About this exercise: The job is to find each line of the records below that includes the word "true" and copy it.

Excerpted data:
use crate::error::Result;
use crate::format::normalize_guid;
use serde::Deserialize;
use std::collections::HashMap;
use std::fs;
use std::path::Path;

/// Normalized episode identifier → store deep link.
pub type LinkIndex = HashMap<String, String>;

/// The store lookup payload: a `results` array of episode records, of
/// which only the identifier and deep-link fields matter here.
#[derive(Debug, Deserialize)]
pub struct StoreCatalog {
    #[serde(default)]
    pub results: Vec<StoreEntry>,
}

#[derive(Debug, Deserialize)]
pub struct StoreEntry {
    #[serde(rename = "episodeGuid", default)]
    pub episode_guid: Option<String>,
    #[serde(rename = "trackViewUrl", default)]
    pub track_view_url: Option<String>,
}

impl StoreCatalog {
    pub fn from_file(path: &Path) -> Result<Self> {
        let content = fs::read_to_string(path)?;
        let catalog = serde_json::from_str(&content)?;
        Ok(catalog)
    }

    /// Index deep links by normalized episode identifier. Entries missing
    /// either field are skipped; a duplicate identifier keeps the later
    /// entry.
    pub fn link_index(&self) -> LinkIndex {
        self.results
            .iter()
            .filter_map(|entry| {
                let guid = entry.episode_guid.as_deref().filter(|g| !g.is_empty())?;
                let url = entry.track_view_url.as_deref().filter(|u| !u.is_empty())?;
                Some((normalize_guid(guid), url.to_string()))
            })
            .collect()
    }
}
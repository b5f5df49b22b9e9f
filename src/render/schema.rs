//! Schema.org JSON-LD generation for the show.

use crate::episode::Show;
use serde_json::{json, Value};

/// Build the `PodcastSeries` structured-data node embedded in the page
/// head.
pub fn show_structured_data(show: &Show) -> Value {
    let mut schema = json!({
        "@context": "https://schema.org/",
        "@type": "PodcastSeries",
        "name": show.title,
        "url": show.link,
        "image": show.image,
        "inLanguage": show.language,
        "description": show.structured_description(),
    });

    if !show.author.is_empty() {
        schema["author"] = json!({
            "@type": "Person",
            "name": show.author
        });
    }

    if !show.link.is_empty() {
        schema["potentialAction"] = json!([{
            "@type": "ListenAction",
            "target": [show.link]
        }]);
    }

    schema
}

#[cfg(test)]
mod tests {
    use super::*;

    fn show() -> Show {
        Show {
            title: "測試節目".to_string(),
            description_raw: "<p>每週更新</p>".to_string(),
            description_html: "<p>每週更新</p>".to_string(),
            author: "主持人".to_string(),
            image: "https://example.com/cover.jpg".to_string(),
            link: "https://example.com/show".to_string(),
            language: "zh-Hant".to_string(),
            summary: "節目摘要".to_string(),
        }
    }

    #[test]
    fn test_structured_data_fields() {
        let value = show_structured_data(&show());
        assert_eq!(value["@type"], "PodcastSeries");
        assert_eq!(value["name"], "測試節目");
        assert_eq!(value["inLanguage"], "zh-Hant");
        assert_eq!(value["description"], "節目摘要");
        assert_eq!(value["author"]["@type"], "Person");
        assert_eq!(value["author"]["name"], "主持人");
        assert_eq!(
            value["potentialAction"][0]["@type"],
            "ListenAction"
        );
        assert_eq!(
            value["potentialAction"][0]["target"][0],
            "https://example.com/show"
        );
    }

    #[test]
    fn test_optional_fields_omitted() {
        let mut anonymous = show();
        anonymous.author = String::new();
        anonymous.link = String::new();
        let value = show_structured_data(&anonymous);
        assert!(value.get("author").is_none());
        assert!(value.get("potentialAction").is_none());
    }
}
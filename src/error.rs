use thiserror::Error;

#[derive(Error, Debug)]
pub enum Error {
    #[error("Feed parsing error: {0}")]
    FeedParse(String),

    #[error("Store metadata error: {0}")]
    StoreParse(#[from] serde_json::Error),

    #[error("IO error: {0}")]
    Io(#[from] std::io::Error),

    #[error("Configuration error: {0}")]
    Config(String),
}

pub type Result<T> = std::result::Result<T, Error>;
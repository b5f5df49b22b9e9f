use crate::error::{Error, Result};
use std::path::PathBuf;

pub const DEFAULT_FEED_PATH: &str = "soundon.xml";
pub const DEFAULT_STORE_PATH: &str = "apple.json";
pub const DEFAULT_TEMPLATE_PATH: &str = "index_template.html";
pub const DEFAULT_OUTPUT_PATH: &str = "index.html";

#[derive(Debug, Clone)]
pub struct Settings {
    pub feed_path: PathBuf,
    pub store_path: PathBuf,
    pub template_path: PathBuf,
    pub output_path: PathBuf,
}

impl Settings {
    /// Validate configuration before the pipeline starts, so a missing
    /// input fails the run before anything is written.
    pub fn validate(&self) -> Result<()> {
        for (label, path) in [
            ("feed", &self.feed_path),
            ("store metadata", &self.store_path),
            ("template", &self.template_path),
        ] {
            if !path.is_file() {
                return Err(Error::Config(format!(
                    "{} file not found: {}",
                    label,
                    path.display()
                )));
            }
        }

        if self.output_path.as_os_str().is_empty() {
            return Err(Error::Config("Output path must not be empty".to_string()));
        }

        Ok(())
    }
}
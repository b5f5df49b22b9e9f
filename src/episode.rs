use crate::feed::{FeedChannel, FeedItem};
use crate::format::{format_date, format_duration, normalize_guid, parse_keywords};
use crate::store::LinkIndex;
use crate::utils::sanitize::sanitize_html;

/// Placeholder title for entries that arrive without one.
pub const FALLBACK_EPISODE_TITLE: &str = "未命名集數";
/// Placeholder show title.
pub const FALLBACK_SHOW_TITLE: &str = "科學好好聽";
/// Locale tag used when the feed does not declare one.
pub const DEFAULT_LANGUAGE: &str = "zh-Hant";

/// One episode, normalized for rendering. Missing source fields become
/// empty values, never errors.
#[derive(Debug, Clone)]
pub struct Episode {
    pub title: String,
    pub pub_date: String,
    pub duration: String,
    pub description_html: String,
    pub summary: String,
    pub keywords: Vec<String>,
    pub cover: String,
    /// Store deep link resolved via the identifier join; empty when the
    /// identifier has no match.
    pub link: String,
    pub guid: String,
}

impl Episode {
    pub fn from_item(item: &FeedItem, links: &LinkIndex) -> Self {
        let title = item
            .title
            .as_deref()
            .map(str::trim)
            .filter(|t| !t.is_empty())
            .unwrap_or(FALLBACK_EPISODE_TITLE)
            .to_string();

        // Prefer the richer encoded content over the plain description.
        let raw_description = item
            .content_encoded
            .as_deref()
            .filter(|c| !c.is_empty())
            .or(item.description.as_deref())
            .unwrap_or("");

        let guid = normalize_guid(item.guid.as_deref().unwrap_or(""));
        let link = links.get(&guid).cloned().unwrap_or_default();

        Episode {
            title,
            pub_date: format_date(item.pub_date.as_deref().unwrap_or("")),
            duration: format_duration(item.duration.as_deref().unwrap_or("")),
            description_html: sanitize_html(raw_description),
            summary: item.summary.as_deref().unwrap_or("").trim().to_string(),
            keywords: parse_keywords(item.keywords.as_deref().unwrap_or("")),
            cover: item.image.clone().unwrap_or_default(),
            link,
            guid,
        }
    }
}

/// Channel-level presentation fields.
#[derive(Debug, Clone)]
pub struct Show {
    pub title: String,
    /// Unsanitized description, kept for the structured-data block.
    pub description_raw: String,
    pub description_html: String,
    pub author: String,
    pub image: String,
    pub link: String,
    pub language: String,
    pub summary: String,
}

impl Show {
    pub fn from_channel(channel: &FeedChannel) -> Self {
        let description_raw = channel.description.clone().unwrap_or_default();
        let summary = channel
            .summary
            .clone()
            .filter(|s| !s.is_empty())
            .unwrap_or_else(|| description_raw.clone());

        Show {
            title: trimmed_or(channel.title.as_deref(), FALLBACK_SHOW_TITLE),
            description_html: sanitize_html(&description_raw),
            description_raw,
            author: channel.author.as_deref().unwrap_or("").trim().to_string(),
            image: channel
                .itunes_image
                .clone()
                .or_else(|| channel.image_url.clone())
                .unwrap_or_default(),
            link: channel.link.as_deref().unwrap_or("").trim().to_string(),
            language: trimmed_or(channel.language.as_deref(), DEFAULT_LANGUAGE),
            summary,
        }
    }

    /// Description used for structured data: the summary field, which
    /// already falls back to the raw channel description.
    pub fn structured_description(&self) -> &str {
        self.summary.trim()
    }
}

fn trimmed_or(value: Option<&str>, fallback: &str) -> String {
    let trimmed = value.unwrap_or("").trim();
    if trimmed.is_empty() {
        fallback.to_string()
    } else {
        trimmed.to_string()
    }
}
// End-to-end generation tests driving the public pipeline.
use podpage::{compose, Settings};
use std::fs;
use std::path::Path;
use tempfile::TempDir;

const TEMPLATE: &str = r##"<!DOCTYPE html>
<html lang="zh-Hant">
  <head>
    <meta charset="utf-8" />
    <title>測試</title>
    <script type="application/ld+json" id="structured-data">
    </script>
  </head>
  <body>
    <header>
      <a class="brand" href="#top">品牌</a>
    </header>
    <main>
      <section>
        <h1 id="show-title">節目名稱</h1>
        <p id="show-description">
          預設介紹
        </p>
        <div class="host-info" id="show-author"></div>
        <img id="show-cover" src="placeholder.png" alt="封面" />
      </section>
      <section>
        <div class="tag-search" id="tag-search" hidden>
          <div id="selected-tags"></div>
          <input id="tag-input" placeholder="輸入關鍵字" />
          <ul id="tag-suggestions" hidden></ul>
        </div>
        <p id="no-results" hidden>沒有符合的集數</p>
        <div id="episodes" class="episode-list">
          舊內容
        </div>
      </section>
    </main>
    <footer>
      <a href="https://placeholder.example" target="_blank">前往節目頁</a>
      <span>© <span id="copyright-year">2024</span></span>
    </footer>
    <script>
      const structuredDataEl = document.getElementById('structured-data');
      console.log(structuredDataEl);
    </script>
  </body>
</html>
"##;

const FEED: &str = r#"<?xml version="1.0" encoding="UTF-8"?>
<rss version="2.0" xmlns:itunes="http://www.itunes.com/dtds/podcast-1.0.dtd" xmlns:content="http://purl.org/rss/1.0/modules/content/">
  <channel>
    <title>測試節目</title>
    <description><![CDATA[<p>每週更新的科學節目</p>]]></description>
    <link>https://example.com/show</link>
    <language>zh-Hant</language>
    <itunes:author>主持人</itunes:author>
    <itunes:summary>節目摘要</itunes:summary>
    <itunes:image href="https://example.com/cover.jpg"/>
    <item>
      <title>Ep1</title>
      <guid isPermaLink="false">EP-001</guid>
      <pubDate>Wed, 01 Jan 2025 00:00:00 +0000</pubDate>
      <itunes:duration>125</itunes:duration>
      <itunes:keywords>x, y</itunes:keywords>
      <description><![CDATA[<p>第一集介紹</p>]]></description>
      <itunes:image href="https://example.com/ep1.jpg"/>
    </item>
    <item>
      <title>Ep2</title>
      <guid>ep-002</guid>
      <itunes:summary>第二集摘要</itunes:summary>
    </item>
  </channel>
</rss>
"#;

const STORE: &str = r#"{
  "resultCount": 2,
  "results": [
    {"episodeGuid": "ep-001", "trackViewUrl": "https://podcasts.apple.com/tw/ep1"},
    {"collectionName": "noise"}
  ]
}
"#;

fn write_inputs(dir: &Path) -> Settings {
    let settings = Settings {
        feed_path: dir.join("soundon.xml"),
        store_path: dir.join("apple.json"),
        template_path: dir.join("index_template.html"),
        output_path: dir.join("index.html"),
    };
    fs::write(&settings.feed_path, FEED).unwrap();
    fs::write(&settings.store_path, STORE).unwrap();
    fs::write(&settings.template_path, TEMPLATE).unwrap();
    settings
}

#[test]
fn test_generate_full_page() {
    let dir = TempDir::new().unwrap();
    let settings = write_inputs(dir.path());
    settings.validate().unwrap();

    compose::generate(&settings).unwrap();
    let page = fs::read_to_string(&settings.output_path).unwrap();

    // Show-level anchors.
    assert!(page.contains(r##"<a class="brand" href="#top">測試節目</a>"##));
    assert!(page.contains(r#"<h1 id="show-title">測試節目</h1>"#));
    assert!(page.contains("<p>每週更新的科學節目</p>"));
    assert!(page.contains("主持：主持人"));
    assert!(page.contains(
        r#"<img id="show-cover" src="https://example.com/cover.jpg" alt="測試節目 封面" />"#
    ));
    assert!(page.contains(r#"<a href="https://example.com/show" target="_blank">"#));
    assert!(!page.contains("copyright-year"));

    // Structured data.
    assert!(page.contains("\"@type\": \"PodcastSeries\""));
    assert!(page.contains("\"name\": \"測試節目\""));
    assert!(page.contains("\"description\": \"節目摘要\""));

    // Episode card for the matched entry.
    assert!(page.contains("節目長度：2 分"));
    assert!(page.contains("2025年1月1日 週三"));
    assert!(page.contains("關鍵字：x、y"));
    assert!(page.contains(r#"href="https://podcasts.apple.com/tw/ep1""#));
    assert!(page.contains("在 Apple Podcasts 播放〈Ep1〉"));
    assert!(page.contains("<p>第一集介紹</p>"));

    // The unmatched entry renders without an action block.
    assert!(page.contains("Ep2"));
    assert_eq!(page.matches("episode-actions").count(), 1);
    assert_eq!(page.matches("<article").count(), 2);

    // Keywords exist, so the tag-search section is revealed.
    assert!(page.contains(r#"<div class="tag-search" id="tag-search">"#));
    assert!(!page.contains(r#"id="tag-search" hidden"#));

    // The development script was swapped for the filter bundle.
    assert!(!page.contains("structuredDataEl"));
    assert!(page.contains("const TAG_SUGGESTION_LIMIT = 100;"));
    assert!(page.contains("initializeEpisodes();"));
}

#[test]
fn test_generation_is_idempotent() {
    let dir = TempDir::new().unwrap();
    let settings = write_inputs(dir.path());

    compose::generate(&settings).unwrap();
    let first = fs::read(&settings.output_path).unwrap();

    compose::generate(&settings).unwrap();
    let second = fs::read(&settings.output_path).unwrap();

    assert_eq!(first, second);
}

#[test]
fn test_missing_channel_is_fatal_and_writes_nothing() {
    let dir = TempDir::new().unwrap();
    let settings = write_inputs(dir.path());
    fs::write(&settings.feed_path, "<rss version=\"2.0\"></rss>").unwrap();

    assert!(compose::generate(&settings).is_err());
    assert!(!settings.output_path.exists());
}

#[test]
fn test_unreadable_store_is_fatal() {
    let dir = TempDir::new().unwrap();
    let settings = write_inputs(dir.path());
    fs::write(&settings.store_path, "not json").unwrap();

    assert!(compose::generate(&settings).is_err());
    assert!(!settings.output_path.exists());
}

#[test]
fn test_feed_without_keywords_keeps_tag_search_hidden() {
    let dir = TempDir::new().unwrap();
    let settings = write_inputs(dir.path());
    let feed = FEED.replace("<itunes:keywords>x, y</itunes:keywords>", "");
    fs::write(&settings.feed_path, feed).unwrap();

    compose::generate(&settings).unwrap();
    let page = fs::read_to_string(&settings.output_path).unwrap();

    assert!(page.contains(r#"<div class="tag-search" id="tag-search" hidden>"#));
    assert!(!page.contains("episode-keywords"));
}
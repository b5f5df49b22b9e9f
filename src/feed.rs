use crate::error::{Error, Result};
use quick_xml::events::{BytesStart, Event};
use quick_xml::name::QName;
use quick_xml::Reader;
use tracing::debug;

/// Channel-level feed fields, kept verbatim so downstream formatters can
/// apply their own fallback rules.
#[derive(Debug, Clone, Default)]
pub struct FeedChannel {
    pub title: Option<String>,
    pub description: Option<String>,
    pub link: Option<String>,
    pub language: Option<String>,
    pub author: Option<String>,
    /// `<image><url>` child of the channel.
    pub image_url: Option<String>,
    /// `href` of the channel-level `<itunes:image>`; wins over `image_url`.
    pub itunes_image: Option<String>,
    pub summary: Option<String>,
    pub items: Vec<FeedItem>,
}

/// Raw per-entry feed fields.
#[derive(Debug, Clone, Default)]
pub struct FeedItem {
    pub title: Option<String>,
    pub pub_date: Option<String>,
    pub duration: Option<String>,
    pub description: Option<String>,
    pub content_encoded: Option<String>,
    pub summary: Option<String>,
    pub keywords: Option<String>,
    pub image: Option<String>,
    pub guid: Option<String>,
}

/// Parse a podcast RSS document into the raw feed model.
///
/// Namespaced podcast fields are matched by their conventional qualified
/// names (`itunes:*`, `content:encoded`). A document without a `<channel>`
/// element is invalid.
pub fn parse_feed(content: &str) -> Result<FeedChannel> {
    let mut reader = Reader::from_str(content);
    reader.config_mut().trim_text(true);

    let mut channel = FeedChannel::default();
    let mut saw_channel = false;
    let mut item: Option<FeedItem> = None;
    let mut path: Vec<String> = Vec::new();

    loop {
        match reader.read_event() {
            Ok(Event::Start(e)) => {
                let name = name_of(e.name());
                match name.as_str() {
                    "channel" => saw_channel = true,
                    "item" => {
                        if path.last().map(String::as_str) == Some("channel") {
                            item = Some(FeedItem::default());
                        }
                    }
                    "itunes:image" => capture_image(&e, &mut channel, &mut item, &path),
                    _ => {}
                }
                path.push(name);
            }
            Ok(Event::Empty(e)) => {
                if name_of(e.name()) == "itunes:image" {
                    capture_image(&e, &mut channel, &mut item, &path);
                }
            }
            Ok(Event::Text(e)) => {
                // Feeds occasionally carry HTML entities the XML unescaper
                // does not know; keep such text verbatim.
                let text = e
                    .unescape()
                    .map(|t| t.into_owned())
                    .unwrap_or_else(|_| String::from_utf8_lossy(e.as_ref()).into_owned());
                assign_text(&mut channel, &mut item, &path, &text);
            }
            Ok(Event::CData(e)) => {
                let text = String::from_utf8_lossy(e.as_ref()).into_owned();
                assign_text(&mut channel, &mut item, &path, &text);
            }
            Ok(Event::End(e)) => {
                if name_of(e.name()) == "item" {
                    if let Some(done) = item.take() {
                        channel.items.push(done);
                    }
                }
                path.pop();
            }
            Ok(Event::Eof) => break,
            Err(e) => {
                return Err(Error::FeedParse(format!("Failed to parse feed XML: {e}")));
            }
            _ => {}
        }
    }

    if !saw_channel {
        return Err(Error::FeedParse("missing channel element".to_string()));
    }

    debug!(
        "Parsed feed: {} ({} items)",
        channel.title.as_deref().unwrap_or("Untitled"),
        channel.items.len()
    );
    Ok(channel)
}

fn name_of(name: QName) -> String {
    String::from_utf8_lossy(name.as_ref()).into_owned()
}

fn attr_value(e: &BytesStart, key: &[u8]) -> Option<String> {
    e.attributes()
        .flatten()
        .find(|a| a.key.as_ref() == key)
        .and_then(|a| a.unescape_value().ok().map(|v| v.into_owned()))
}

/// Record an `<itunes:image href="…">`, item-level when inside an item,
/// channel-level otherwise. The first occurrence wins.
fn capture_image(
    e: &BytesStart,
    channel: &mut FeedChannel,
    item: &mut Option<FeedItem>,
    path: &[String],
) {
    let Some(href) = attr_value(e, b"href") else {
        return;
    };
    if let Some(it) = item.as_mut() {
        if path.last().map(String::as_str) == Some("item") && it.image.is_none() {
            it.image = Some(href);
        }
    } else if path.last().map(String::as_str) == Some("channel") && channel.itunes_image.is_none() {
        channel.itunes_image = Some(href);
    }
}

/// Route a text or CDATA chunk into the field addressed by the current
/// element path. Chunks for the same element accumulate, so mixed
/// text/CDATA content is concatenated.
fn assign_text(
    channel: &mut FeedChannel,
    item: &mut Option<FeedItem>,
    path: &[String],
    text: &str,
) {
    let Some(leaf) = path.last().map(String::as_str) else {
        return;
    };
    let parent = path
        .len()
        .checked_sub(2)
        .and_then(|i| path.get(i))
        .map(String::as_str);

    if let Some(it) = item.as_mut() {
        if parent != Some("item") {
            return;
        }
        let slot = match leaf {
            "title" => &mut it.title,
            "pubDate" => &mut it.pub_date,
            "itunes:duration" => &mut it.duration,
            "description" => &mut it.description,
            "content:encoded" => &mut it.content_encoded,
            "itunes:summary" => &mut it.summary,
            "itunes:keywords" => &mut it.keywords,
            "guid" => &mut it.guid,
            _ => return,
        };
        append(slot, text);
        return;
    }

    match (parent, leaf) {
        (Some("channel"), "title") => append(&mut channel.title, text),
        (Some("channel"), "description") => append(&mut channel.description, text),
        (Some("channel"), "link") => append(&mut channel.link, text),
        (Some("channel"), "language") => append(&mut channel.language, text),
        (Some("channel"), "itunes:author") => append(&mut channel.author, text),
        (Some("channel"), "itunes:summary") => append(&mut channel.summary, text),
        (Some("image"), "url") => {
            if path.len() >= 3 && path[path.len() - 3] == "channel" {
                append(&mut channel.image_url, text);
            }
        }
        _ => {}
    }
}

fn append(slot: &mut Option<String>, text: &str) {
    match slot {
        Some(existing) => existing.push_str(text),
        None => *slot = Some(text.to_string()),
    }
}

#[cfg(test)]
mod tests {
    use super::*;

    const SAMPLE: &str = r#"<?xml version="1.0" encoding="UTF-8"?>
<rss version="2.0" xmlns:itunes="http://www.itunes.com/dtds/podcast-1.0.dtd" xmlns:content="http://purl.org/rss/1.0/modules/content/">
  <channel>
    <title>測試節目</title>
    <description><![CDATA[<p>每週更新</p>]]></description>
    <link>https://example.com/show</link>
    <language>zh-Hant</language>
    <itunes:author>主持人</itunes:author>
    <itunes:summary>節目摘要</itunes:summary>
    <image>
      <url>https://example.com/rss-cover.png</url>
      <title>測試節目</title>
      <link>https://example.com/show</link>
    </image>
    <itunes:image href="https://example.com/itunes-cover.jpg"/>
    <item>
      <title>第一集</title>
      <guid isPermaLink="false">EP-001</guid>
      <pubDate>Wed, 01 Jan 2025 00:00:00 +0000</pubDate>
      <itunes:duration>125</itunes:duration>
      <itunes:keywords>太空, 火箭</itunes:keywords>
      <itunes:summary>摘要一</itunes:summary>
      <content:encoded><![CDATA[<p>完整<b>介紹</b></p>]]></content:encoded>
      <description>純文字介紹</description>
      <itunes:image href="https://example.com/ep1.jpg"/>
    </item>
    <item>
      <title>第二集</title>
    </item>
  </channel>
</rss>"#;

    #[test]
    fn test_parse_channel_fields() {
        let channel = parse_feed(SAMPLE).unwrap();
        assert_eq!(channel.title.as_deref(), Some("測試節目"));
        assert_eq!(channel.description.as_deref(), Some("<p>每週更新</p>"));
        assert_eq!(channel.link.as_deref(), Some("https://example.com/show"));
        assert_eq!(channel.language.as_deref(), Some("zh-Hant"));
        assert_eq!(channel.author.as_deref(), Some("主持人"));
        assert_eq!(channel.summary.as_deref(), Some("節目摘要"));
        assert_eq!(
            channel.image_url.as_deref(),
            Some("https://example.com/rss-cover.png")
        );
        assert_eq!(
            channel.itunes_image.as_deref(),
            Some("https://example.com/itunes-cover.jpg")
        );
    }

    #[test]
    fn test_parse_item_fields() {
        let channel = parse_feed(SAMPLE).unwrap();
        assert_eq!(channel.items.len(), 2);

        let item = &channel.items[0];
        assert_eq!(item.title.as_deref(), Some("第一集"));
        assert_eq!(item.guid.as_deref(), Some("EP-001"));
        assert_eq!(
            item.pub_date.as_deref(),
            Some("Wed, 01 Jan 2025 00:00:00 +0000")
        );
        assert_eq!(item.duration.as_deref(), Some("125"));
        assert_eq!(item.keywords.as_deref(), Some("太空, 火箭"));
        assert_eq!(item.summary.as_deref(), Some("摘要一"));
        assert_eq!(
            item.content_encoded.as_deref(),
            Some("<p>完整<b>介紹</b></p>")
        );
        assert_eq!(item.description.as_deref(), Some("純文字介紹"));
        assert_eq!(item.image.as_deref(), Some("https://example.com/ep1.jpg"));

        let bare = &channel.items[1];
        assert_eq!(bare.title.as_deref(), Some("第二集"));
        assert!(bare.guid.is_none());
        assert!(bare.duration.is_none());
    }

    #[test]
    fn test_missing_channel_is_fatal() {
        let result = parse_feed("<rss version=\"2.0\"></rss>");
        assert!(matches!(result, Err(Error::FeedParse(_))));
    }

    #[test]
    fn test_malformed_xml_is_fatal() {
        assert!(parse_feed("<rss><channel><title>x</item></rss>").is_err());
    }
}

Your response:
    reader.config_mut().trim_text(true);
                    "channel" => saw_channel = true,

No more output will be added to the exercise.